Data records
•••

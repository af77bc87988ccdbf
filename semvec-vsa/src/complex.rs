//! Dense complex-valued vectors.
//!
//! Elemental vectors are random unit phasors. Binding multiplies
//! coordinates (adding phases) and release multiplies by the conjugate of
//! the key (subtracting phases), which is exact when the key has unit
//! magnitude in every coordinate.

use num_complex::Complex32;
use serde::{Deserialize, Serialize};

use crate::ops::VectorOps;

/// A dense vector of complex coordinates.
#[derive(Debug, Clone, PartialEq, Serialize, Deserialize)]
#[serde(transparent)]
pub struct ComplexVector {
    coords: Vec<Complex32>,
}

impl ComplexVector {
    /// Wrap existing coordinates.
    #[must_use]
    pub fn from_coords(coords: Vec<Complex32>) -> Self {
        Self { coords }
    }

    /// Build from phase angles (radians), one unit phasor per coordinate.
    #[must_use]
    pub fn from_phases(phases: &[f32]) -> Self {
        Self {
            coords: phases.iter().map(|&p| Complex32::from_polar(1.0, p)).collect(),
        }
    }

    /// Borrow the coordinates.
    #[must_use]
    pub fn coords(&self) -> &[Complex32] {
        &self.coords
    }

    /// Euclidean norm over all coordinates, accumulated in `f64`.
    #[must_use]
    pub fn norm(&self) -> f64 {
        self.coords
            .iter()
            .map(|c| f64::from(c.norm_sqr()))
            .sum::<f64>()
            .sqrt()
    }

    /// Real part of the Hermitian inner product `sum a[i] * conj(b[i])`.
    fn real_inner(&self, other: &ComplexVector) -> f64 {
        assert_eq!(self.coords.len(), other.coords.len(), "dimension mismatch");
        self.coords
            .iter()
            .zip(&other.coords)
            .map(|(a, b)| f64::from(a.re) * f64::from(b.re) + f64::from(a.im) * f64::from(b.im))
            .sum()
    }
}

impl VectorOps for ComplexVector {
    fn zero(dimension: usize) -> Self {
        Self {
            coords: vec![Complex32::new(0.0, 0.0); dimension],
        }
    }

    fn dimension(&self) -> usize {
        self.coords.len()
    }

    fn superpose(&mut self, other: &Self, weight: f32) {
        assert_eq!(self.coords.len(), other.coords.len(), "dimension mismatch");
        for (acc, c) in self.coords.iter_mut().zip(&other.coords) {
            *acc += *c * weight;
        }
    }

    fn bind(&self, other: &Self) -> Self {
        assert_eq!(self.coords.len(), other.coords.len(), "dimension mismatch");
        Self {
            coords: self
                .coords
                .iter()
                .zip(&other.coords)
                .map(|(a, b)| *a * *b)
                .collect(),
        }
    }

    fn release(&self, key: &Self) -> Self {
        assert_eq!(self.coords.len(), key.coords.len(), "dimension mismatch");
        Self {
            coords: self
                .coords
                .iter()
                .zip(&key.coords)
                .map(|(c, k)| *c * k.conj())
                .collect(),
        }
    }

    #[allow(clippy::cast_possible_truncation)]
    fn normalize(&mut self) {
        let norm = self.norm();
        if norm == 0.0 || (norm - 1.0).abs() <= f64::from(f32::EPSILON) {
            return;
        }
        let scale = (1.0 / norm) as f32;
        for c in &mut self.coords {
            *c *= scale;
        }
    }

    #[allow(clippy::cast_possible_truncation)]
    fn overlap(&self, other: &Self) -> f32 {
        let denom = self.norm() * other.norm();
        if denom == 0.0 {
            return 0.0;
        }
        (self.real_inner(other) / denom).clamp(-1.0, 1.0) as f32
    }

    fn is_zero(&self) -> bool {
        self.coords.iter().all(|c| c.re == 0.0 && c.im == 0.0)
    }
}
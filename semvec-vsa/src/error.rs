//! Error types for semvec-vsa.

use thiserror::Error;

/// Result type alias for vector algebra operations.
pub type Result<T> = std::result::Result<T, VsaError>;

/// Errors that can occur during vector operations.
///
/// Both variants that involve two operands indicate an inconsistent
/// configuration rather than bad data: a single run never mixes
/// representations or dimensions.
#[derive(Debug, Error)]
pub enum VsaError {
    /// Dimension mismatch in vector operations.
    #[error("dimension mismatch: expected {expected}, got {actual}")]
    DimensionMismatch {
        /// Expected dimension.
        expected: usize,
        /// Actual dimension.
        actual: usize,
    },

    /// The representation does not define the requested operation.
    #[error("unsupported representation for {operation}: {kind}")]
    UnsupportedRepresentation {
        /// Operation that was attempted.
        operation: &'static str,
        /// Description of the offending representation(s).
        kind: String,
    },

    /// Vectors must have at least one dimension.
    #[error("invalid dimension: {0} (must be greater than zero)")]
    InvalidDimension(usize),

    /// Sparse elemental vectors cannot have more seeds than dimensions.
    #[error("seed length {seed_length} exceeds dimension {dimension}")]
    InvalidSeedLength {
        /// Requested number of non-zero entries.
        seed_length: usize,
        /// Vector dimension.
        dimension: usize,
    },
}
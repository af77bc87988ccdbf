//! Corpus ingestion.
//!
//! Two line formats are understood:
//!
//! ```text
//! format  | columns                         | used
//! --------+---------------------------------+----------------------------
//! reverb  | >= 18, tab-separated            | 0 doc path, 12 sentence,
//!         |                                 | 15 subject, 16 predicate,
//!         |                                 | 17 object
//! triples | 3, tab-separated                | subject, predicate, object
//! ```
//!
//! Subjects and objects are trimmed and lower-cased; predicates are only
//! trimmed. Malformed lines are reported per line and skipped by
//! [`read_triples`].

use std::io::BufRead;

use serde::{Deserialize, Serialize};

use crate::error::{PsiError, Result};

/// Minimum number of tab-separated columns in a ReVerb extraction line.
pub const REVERB_MIN_COLUMNS: usize = 18;

/// One subject-predicate-object extraction.
#[derive(Debug, Clone, PartialEq, Eq, Serialize, Deserialize)]
pub struct Triple {
    /// Subject phrase.
    pub subject: String,
    /// Predicate phrase.
    pub predicate: String,
    /// Object phrase.
    pub object: String,
    /// Sentence the triple was extracted from, if known.
    pub source: Option<String>,
    /// Identifier of the originating document, if known.
    pub document_id: Option<String>,
}

impl Triple {
    /// Build a triple from its three phrases, normalizing case like the
    /// line parsers do.
    #[must_use]
    pub fn new(subject: &str, predicate: &str, object: &str) -> Self {
        Self {
            subject: subject.trim().to_lowercase(),
            predicate: predicate.trim().to_string(),
            object: object.trim().to_lowercase(),
            source: None,
            document_id: None,
        }
    }

    /// Deduplication key: `subject_` + `PREDICATE_` + `object_`, with spaces
    /// replaced by underscores and no separator between parts.
    #[must_use]
    pub fn predication_key(&self) -> String {
        format!(
            "{}{}{}",
            self.subject.replace(' ', "_"),
            self.predicate.replace(' ', "_").to_uppercase(),
            self.object.replace(' ', "_")
        )
    }
}

/// Line format of a corpus file.
#[derive(Debug, Clone, Copy, PartialEq, Eq, Default, Serialize, Deserialize)]
#[serde(rename_all = "lowercase")]
pub enum CorpusFormat {
    /// ReVerb extractor output.
    #[default]
    Reverb,
    /// Plain `subject<TAB>predicate<TAB>object` lines.
    Triples,
}

/// Parse one line of ReVerb output.
///
/// # Errors
///
/// Returns [`PsiError::Corpus`] (line 0) if the line has fewer than
/// [`REVERB_MIN_COLUMNS`] columns.
pub fn parse_reverb_line(line: &str) -> Result<Triple> {
    let columns: Vec<&str> = line.split('\t').collect();
    if columns.len() < REVERB_MIN_COLUMNS {
        return Err(PsiError::Corpus {
            line: 0,
            reason: format!(
                "expected at least {REVERB_MIN_COLUMNS} columns, found {}",
                columns.len()
            ),
        });
    }

    let mut triple = Triple::new(columns[15], columns[16], columns[17]);
    triple.source = Some(columns[12].to_string());
    triple.document_id = Some(document_stem(columns[0]).to_string());
    Ok(triple)
}

/// Parse one `subject<TAB>predicate<TAB>object` line.
///
/// # Errors
///
/// Returns [`PsiError::Corpus`] (line 0) unless the line has exactly three
/// non-empty columns.
pub fn parse_triple_line(line: &str) -> Result<Triple> {
    let columns: Vec<&str> = line.split('\t').collect();
    if columns.len() != 3 {
        return Err(PsiError::Corpus {
            line: 0,
            reason: format!("expected 3 columns, found {}", columns.len()),
        });
    }
    if columns.iter().any(|c| c.trim().is_empty()) {
        return Err(PsiError::Corpus {
            line: 0,
            reason: "empty subject, predicate or object".into(),
        });
    }
    Ok(Triple::new(columns[0], columns[1], columns[2]))
}

/// Read every well-formed triple from `reader`.
///
/// Blank lines are ignored. Malformed lines are logged and skipped.
///
/// # Errors
///
/// Returns an error only if reading from `reader` fails.
pub fn read_triples<R: BufRead>(reader: R, format: CorpusFormat) -> Result<Vec<Triple>> {
    let mut triples = Vec::new();
    let mut rejected = 0usize;

    for (idx, line) in reader.lines().enumerate() {
        let line = line?;
        let line_number = idx + 1;
        if line_number % 10_000 == 0 || (line_number < 10_000 && line_number % 1000 == 0) {
            tracing::info!("{} lines read ...", line_number);
        }
        if line.trim().is_empty() {
            continue;
        }

        let parsed = match format {
            CorpusFormat::Reverb => parse_reverb_line(&line),
            CorpusFormat::Triples => parse_triple_line(&line),
        };
        match parsed {
            Ok(triple) => triples.push(triple),
            Err(PsiError::Corpus { reason, .. }) => {
                rejected += 1;
                tracing::warn!(
                    "Ignoring line {} that probably does not hold a triple ({}): {}",
                    line_number,
                    reason,
                    line
                );
            }
            Err(e) => return Err(e),
        }
    }

    tracing::info!("Read {} triples ({} lines rejected)", triples.len(), rejected);
    Ok(triples)
}

/// File stem of a document path: the text between the last `/` and the
/// last `.`, or the whole value when that slice does not exist.
fn document_stem(path: &str) -> &str {
    let start = path.rfind('/').map_or(0, |i| i + 1);
    match path.rfind('.') {
        Some(end) if end >= start => &path[start..end],
        _ => path,
    }
}
//! Vector Symbolic Architecture algebra for semantic-vector training.
//!
//! This crate provides the high-dimensional vector operations that the
//! predication trainer builds on: superposition, binding and its inverse,
//! normalization, exact zero detection and overlap. Three representations
//! are supported and are never mixed within one run.
//!
//! # Features
//!
//! - **Representations**: [`RealVector`] (dense `f32`), [`ComplexVector`]
//!   (unit phasors), [`BinaryVector`] (packed bits with voting)
//! - **Capability trait**: [`VectorOps`], implemented by each representation
//! - **Checked dispatch**: [`Vector`], which rejects mismatched kinds and
//!   dimensions with a [`VsaError`]
//! - **Deterministic generation**: [`ElementalConfig`] over a seeded
//!   `ChaCha8` stream
//!
//! # Quick Start
//!
//! ```rust
//! use semvec_vsa::{random, ElementalConfig, Vector, VectorKind};
//!
//! let config = ElementalConfig::new(VectorKind::Real, 512);
//! let mut rng = random::seeded_rng(42);
//!
//! let cat = config.generate(&mut rng)?;
//! let chase = config.generate(&mut rng)?;
//!
//! // Bind, then release to recover the bound partner.
//! let bound = chase.bind(&cat)?;
//! let recovered = bound.release(&chase)?;
//! assert!(recovered.overlap(&cat)? > 0.1);
//! # Ok::<(), semvec_vsa::VsaError>(())
//! ```
//!
//! # Representation summary
//!
//! ```text
//! kind    | superpose          | bind                 | normalize
//! --------+--------------------+----------------------+-------------------
//! real    | coordinate-wise    | circular convolution | unit L2 norm
//! complex | coordinate-wise    | element-wise product | unit L2 norm
//! binary  | weighted voting    | XOR                  | majority threshold
//! ```

#![warn(missing_docs)]
#![warn(clippy::pedantic)]
#![allow(clippy::module_name_repetitions)]
#![allow(clippy::cast_possible_truncation)]
#![allow(clippy::cast_possible_wrap)]
#![allow(clippy::cast_sign_loss)]
#![allow(clippy::float_cmp)] // exact zero tests are part of the contract

mod binary;
mod complex;
mod error;
mod kind;
mod ops;
pub mod random;
mod real;
mod vector;

pub use binary::BinaryVector;
pub use complex::ComplexVector;
pub use error::{Result, VsaError};
pub use kind::VectorKind;
pub use ops::VectorOps;
pub use random::ElementalConfig;
pub use real::RealVector;
pub use vector::Vector;

pub use num_complex;

/// Prelude module for convenient imports.
///
/// # Example
///
/// ```rust
/// use semvec_vsa::prelude::*;
/// ```
pub mod prelude {
    pub use crate::random::{seeded_rng, term_rng, ElementalConfig, ElementalRng};
    pub use crate::{BinaryVector, ComplexVector, RealVector, Vector, VectorKind, VectorOps};
    pub use crate::{Result, VsaError};
}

•••

# [Task instructions]
Given the data above, transcribe exactly the lines from the one containing "least one dimension." down to the one containing "ReVerb extraction line.", and no others.

# [Solved problem]
    /// Vectors must have at least one dimension.
    #[error("invalid dimension: {0} (must be greater than zero)")]
    InvalidDimension(usize),

    /// Sparse elemental vectors cannot have more seeds than dimensions.
    #[error("seed length {seed_length} exceeds dimension {dimension}")]
    InvalidSeedLength {
        /// Requested number of non-zero entries.
        seed_length: usize,
        /// Vector dimension.
        dimension: usize,
    },
}
repository af77bc87988ccdbf
//! Corpus ingestion.
//!
//! Two line formats are understood:
//!
//! ```text
//! format  | columns                         | used
//! --------+---------------------------------+----------------------------
//! reverb  | >= 18, tab-separated            | 0 doc path, 12 sentence,
//!         |                                 | 15 subject, 16 predicate,
//!         |                                 | 17 object
//! triples | 3, tab-separated                | subject, predicate, object
//! ```
//!
//! Subjects and objects are trimmed and lower-cased; predicates are only
//! trimmed. Malformed lines are reported per line and skipped by
//! [`read_triples`].

use std::io::BufRead;

use serde::{Deserialize, Serialize};

use crate::error::{PsiError, Result};

/// Minimum number of tab-separated columns in a ReVerb extraction line.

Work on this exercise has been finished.